Ao contrário do que se nota como uma percepção imediata, de que são os mercados que, do exterior, conquistaram os Estados e lhes ditam as políticas a serem seguidas, certamente, são os Estados – começando pelos mais poderosos – os que introduziram e universalizaram na economia, na sociedade e até em seu próprio seio, a lógica da concorrência e o modelo da empresa. Apresente exemplos concretos que nos ajudem a entendê-lo melhor?
As fronteiras entre o público e o privado desaparecem. O Estado foi quem proporcionou as regras do mercado que, em seguida, se estenderam para outros âmbitos sociais. Erramos quando falamos do poder do capital, pois são os próprios Estados os que dotaram os mercados da lógica que hoje impera. Não é uma causa, mas um efeito. Por exemplo, quem permite as agências de dotação ser a instância de disciplina que são? São os Estados que se apoiam sobre essas agências de dotação para legitimar as políticas que colocaram em marcha.
O ordoliberalismo [forma alemã do neoliberalismo, surgida entre a década de 1930 e 1940, que se estabelecerá, após a guerra, na Alemanha] alemão mostrava que o Estado tinha que atuar para manter a ordem do mercado e isso, hoje, é precisamente o fundamento da União Europeia.

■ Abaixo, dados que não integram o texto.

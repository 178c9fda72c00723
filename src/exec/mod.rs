// src/exec/mod.rs

//! Action execution layer.
//!
//! - [`backend`] defines the `ActionExecutor` capability the scheduler calls.
//! - [`dispatch`] is the production executor, routing on the action kind.
//! - [`command`] runs command actions through the shell.
//! - [`manual`] handles confirmation and set-variable steps.
//! - [`console`] is the operator-facing terminal.

pub mod backend;
pub mod command;
pub mod console;
pub mod dispatch;
pub mod manual;

pub use backend::{ActionExecutor, ExecutionOutcome};
pub use console::{Console, ConsoleSource, StdConsole};
pub use dispatch::PlanExecutor;
#![allow(dead_code)]

use std::time::Duration;

use planrun::errors::Result;
use planrun::plan::validate::collect_variable_refs;
use planrun::plan::{Action, ActionKind, Plan, PlanSettings, VariableDecl};
use planrun::types::{DispatchMode, DispatchOrder};

/// Builder for `Plan` to simplify test setup.
pub struct PlanBuilder {
    actions: Vec<Action>,
    variables: Vec<VariableDecl>,
    settings: PlanSettings,
}

impl PlanBuilder {
    pub fn new() -> Self {
        Self {
            actions: Vec::new(),
            variables: Vec::new(),
            settings: PlanSettings::default(),
        }
    }

    /// The four-action diamond: `B` and `C` after `A`, `D` after both.
    pub fn diamond() -> Self {
        Self::new()
            .command("A", &[])
            .command("B", &["A"])
            .command("C", &["A"])
            .command("D", &["B", "C"])
    }

    pub fn with_action(mut self, action: ActionBuilder) -> Self {
        self.actions.push(action.build());
        self
    }

    /// Shorthand for a command action running `true` after `deps`.
    pub fn command(self, id: &str, deps: &[&str]) -> Self {
        let mut action = ActionBuilder::command(id, "true");
        for dep in deps {
            action = action.after(dep);
        }
        self.with_action(action)
    }

    pub fn variable(mut self, name: &str) -> Self {
        self.variables.push(VariableDecl::new(name));
        self
    }

    pub fn variable_with_value(mut self, name: &str, value: &str) -> Self {
        let mut decl = VariableDecl::new(name);
        decl.initial = Some(value.to_string());
        self.variables.push(decl);
        self
    }

    pub fn concurrent(mut self) -> Self {
        self.settings.dispatch_mode = DispatchMode::Concurrent;
        self
    }

    pub fn shuffled(mut self, seed: u64) -> Self {
        self.settings.dispatch_order = DispatchOrder::Shuffled;
        self.settings.seed = Some(seed);
        self
    }

    pub fn persist_variables(mut self) -> Self {
        self.settings.persist_variables = true;
        self
    }

    pub fn action_timeout(mut self, timeout: Duration) -> Self {
        self.settings.action_timeout = Some(timeout);
        self
    }

    pub fn try_build(self) -> Result<Plan> {
        Plan::new(self.actions, self.variables, self.settings)
    }

    pub fn build(self) -> Plan {
        self.try_build().expect("Failed to build valid plan from builder")
    }
}

impl Default for PlanBuilder {
    fn default() -> Self {
        Self::new()
    }
}

/// Builder for `Action`.
///
/// Variable references are collected from `${name}` in the text plus any
/// added with [`ActionBuilder::var`], as the plan loader does.
pub struct ActionBuilder {
    action: Action,
    explicit_vars: Vec<String>,
}

impl ActionBuilder {
    fn with_kind(id: &str, kind: ActionKind) -> Self {
        Self {
            action: Action::new(id, kind),
            explicit_vars: Vec::new(),
        }
    }

    pub fn command(id: &str, cmd: &str) -> Self {
        Self::with_kind(
            id,
            ActionKind::Command {
                command: cmd.to_string(),
            },
        )
    }

    pub fn manual(id: &str) -> Self {
        Self::with_kind(
            id,
            ActionKind::Manual {
                prompt: "Done?".to_string(),
            },
        )
    }

    pub fn set(id: &str, variable: &str, default: &str) -> Self {
        Self::with_kind(
            id,
            ActionKind::SetVariable {
                variable: variable.to_string(),
                default: default.to_string(),
            },
        )
    }

    pub fn description(mut self, text: &str) -> Self {
        self.action.description = text.to_string();
        self
    }

    pub fn after(mut self, dep: &str) -> Self {
        self.action.dependencies.push(dep.to_string());
        self
    }

    pub fn var(mut self, name: &str) -> Self {
        self.explicit_vars.push(name.to_string());
        self
    }

    pub fn timeout(mut self, timeout: Duration) -> Self {
        self.action.timeout = Some(timeout);
        self
    }

    pub fn build(mut self) -> Action {
        self.action.variable_refs = collect_variable_refs(&self.action, &self.explicit_vars);
        self.action
    }
}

O ordoliberalismo se diferencia do neoliberalismo no sentido de que, neste último, os Estados são os que outorgam uma normativa jurídica e política à ordem do mercado, legitimando-lhe e ficando, desta forma, submetidos a ele.
Chega-se à implementação de um princípio inscrito na Constituição Europeia: a concorrência entre as economias europeias, combinando com a existência de uma moeda única gerenciada por um banco central garantidor da estabilidade dos preços.
Marx, Weber e Polanyi já diziam que o mercado não apenas atua, mas sempre é apoiado pelos Estados. As teorias destes autores, distantes de serem anacrônicas, são necessárias para compreender o que acontece atualmente?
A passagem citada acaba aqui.